THE ANALYTICAL EYE: THE BRANCO WEISS COLLECTION
With her cropped hair, cravat and jodphurs, Moss looked like she had stepped straight from a cabaret in the Weimar republic. And if the locals had ventured into her small studio, what they would have seen would have been incomprehensible. Even in the 1940s, very few people in Britain would have been familiar with De Stijl (Nicholson and his first wife Winifred were virtually alone in actually owning a Mondrian) and yet here was Moss making sharp, pared-down, elegant Neo-Plastic constructions and paintings in a small wood-lined studio by the sea.
Moss's epiphany as an artist had occurred in Paris in 1927 when she first saw a work by Mondrian in person.
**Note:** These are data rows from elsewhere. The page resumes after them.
//! Endpoint canonicalization: classifying "reserved" hosts and rewriting
//! between the `ingest-` (data-management) and plain (query-engine) forms
//! of a cluster URL.

use url::Url;

const INGEST_PREFIX: &str = "ingest-";
const ONEBOX_HOST: &str = "onebox.dev.kusto.windows.net";

/// Rewrites `url` into its `ingest-` (data-management) form, unless it is
/// already in that form or is a [`is_reserved_host`] host.
pub fn to_ingest_endpoint(url: &str) -> String {
    if url.contains(INGEST_PREFIX) || is_reserved_host(url) {
        return url.to_string();
    }
    insert_after_scheme(url, INGEST_PREFIX)
}

/// Rewrites `url` into its plain (query-engine) form by removing the first
/// `ingest-` occurrence, unless it is a [`is_reserved_host`] host.
pub fn to_query_endpoint(url: &str) -> String {
    if is_reserved_host(url) {
        return url.to_string();
    }
    match url.find(INGEST_PREFIX) {
        Some(idx) => {
            let mut out = String::with_capacity(url.len() - INGEST_PREFIX.len());
            out.push_str(&url[..idx]);
            out.push_str(&url[idx + INGEST_PREFIX.len()..]);
            out
        }
        None => url.to_string(),
    }
}

/// `Option`-aware counterpart of [`to_ingest_endpoint`]: a missing URL is
/// returned unchanged (there is nothing to canonicalize).
pub fn to_ingest_endpoint_opt(url: Option<&str>) -> Option<String> {
    url.map(to_ingest_endpoint)
}

/// Inserts `prefix` immediately after `scheme://`, or at the very front if
/// `url` has no scheme separator at all.
fn insert_after_scheme(url: &str, prefix: &str) -> String {
    match url.find("://") {
        Some(idx) => {
            let split = idx + 3;
            let mut out = String::with_capacity(url.len() + prefix.len());
            out.push_str(&url[..split]);
            out.push_str(prefix);
            out.push_str(&url[split..]);
            out
        }
        None => format!("{prefix}{url}"),
    }
}

/// A host is reserved when the `ingest-`/non-`ingest-` rewrite must never be
/// applied to it: unparsable or non-absolute URLs, loopback, literal IPv4
/// and IPv6 addresses, and the `onebox` test cluster hostname.
pub fn is_reserved_host(url: &str) -> bool {
    let Ok(parsed) = Url::parse(url) else {
        return true;
    };
    if parsed.cannot_be_a_base() {
        return true;
    }
    let Some(host) = parsed.host_str() else {
        return true;
    };

    if host.eq_ignore_ascii_case("localhost") {
        return true;
    }
    if host.eq_ignore_ascii_case(ONEBOX_HOST) {
        return true;
    }
    if is_ipv4_literal(host) {
        return true;
    }
    if matches!(parsed.host(), Some(url::Host::Ipv6(_))) {
        return true;
    }
    false
}

/// Strict IPv4-literal check: exactly four dot-separated decimal octets,
/// each in `0..=255`, no leading/trailing garbage beyond an optional port
/// (which `Url::host_str` has already stripped for us).
fn is_ipv4_literal(host: &str) -> bool {
    let parts: Vec<&str> = host.split('.').collect();
    if parts.len() != 4 {
        return false;
    }
    parts.iter().all(|part| {
        !part.is_empty()
            && part.chars().all(|c| c.is_ascii_digit())
            && part.parse::<u16>().is_ok_and(|n| n <= 255)
    })
}
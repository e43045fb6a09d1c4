//! Typed errors shared across every component.
//!
//! Every outward-facing failure from this crate is an [`IngestError`]. Each
//! variant carries enough structure (`http_status`, `failure_sub_code`,
//! `permanent`) that callers and the managed-streaming dispatcher can make
//! retry/fallback decisions without string-matching on `Display` output.

use std::fmt;

use snafu::Snafu;

use crate::properties::DataFormat;

/// Sub-code attached to certain permanent streaming failures, used by the
/// dispatcher to pick an error category without re-parsing the response body.
#[derive(Debug, Clone, Copy, PartialEq, Eq)]
pub enum FailureSubCode {
    StreamingIngestionPolicyNotEnabled,
    StreamingIngestionDisabledForCluster,
    UpdatePolicyIncompatible,
    QuerySchemaDoesNotMatchTableSchema,
    FileTooLarge,
    InputStreamTooLarge,
    KustoRequestPayloadTooLarge,
}

#[derive(Debug, Snafu)]
#[snafu(visibility(pub(crate)))]
pub enum IngestError {
    #[snafu(display("invalid connection string or untrusted endpoint: {message}"))]
    InvalidConnectionString { message: String },

    #[snafu(display("authentication failed: {message}"))]
    Authentication { message: String },

    #[snafu(display("network error: {message}"))]
    Network { message: String },

    #[snafu(display("request was throttled (429)"))]
    Throttled,

    #[snafu(display("payload too large: {message}"))]
    PayloadTooLarge { message: String },

    #[snafu(display("streaming ingestion is unavailable: {message}"))]
    ServiceOff {
        message: String,
        failure_sub_code: Option<FailureSubCode>,
    },

    #[snafu(display("schema/update-policy mismatch: {message}"))]
    SchemaMismatch {
        message: String,
        failure_sub_code: Option<FailureSubCode>,
    },

    #[snafu(display("ingest submit failed ({http_status}): {message}"))]
    IngestSubmit {
        message: String,
        http_status: u16,
        permanent: bool,
    },

    #[snafu(display("ingestion reported blob-level failures: {message}"))]
    IngestStatus { message: String, permanent: bool },

    #[snafu(display("partial upload failure: {} of {} sources failed", failed, total))]
    PartialUpload {
        failed: usize,
        total: usize,
        permanent: bool,
    },

    #[snafu(display("compression error: {message}"))]
    Compression { message: String },

    #[snafu(display("source not found: {path}"))]
    SourceNotFound { path: String },

    #[snafu(display("source not readable: {path}"))]
    SourceNotReadable { path: String },

    #[snafu(display("source is empty: {path}"))]
    SourceIsEmpty { path: String },

    #[snafu(display("polling timed out after {elapsed_secs}s"))]
    Timeout { elapsed_secs: u64 },

    #[snafu(display("operation not supported: {message}"))]
    Unsupported { message: String },

    #[snafu(display("format {configured:?} does not agree with source format {source:?}"))]
    FormatMismatch {
        configured: DataFormat,
        source: DataFormat,
    },

    #[snafu(display(
        "ingestionMapping and ingestionMappingReference are mutually exclusive"
    ))]
    ConflictingMapping,

    #[snafu(display("no containers or lake folders available from configuration"))]
    NoContainers,

    #[snafu(display("invalid argument: {message}"))]
    IllegalArgument { message: String },
}

impl IngestError {
    /// Whether retrying the same request is expected to fail again.
    pub fn is_permanent(&self) -> bool {
        match self {
            IngestError::InvalidConnectionString { .. } => true,
            IngestError::Authentication { .. } => true,
            IngestError::Network { .. } => false,
            IngestError::Throttled => false,
            IngestError::PayloadTooLarge { .. } => true,
            IngestError::ServiceOff { .. } => true,
            IngestError::SchemaMismatch { .. } => true,
            IngestError::IngestSubmit { permanent, .. } => *permanent,
            IngestError::IngestStatus { permanent, .. } => *permanent,
            IngestError::PartialUpload { permanent, .. } => *permanent,
            IngestError::Compression { .. } => true,
            IngestError::SourceNotFound { .. } => true,
            IngestError::SourceNotReadable { .. } => true,
            IngestError::SourceIsEmpty { .. } => true,
            IngestError::Timeout { .. } => false,
            IngestError::Unsupported { .. } => true,
            IngestError::FormatMismatch { .. } => true,
            IngestError::ConflictingMapping => true,
            IngestError::NoContainers => true,
            IngestError::IllegalArgument { .. } => true,
        }
    }

    pub fn http_status(&self) -> Option<u16> {
        match self {
            IngestError::IngestSubmit { http_status, .. } => Some(*http_status),
            IngestError::Throttled => Some(429),
            IngestError::PayloadTooLarge { .. } => Some(413),
            _ => None,
        }
    }

    pub fn failure_sub_code(&self) -> Option<FailureSubCode> {
        match self {
            IngestError::ServiceOff {
                failure_sub_code, ..
            }
            | IngestError::SchemaMismatch {
                failure_sub_code, ..
            } => *failure_sub_code,
            _ => None,
        }
    }

    pub(crate) fn network(message: impl fmt::Display) -> Self {
        IngestError::Network {
            message: message.to_string(),
        }
    }
}

pub type Result<T, E = IngestError> = std::result::Result<T, E>;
Two years later, when she made her first Neo-Plastic painting (two lines crossing at right angles on a white ground), she met the 'Master' himself and would keep in regular touch with him until he left Paris in 1938. It was Mondrian who put Moss's name forward to join Abstraction-Création, a loosely affiliated group, led by Van Doesberg, Herbin, Helion and Vantongerloo (and to which both Nicholson and Hepworth had been associated) that was set up to counter the influence of Surrealism through purist abstraction.
That Marlow Moss is little known in comparison to her peers from Abstraction Création or Groupe Espace may well have something to do with the exile of her final years, at the westernmost tip of an island already at one remove from the Continent and not altogether sympathetic to geometric abstract art. But it is also a factor of her work being so rare. In 1944 the house that she had been forced to abandon at the outbreak of the War was shelled, destroying much of her oeuvre. The tiny but beautiful catalogue that accompanied the 1975 retrospective exhibition at Gimpel & Hanover Gallery in Zurich – the gallery where the Swiss collector Branco Weiss acquired the present work – offers a tantalising glimpse of what remained, but even these works have rarely been seen since. As such the story of Marlow Moss has almost faded out, to white. The current exhibition at Tate St Ives however, with what little there is to hand, may well encourage a wider appreciation of a unique artist.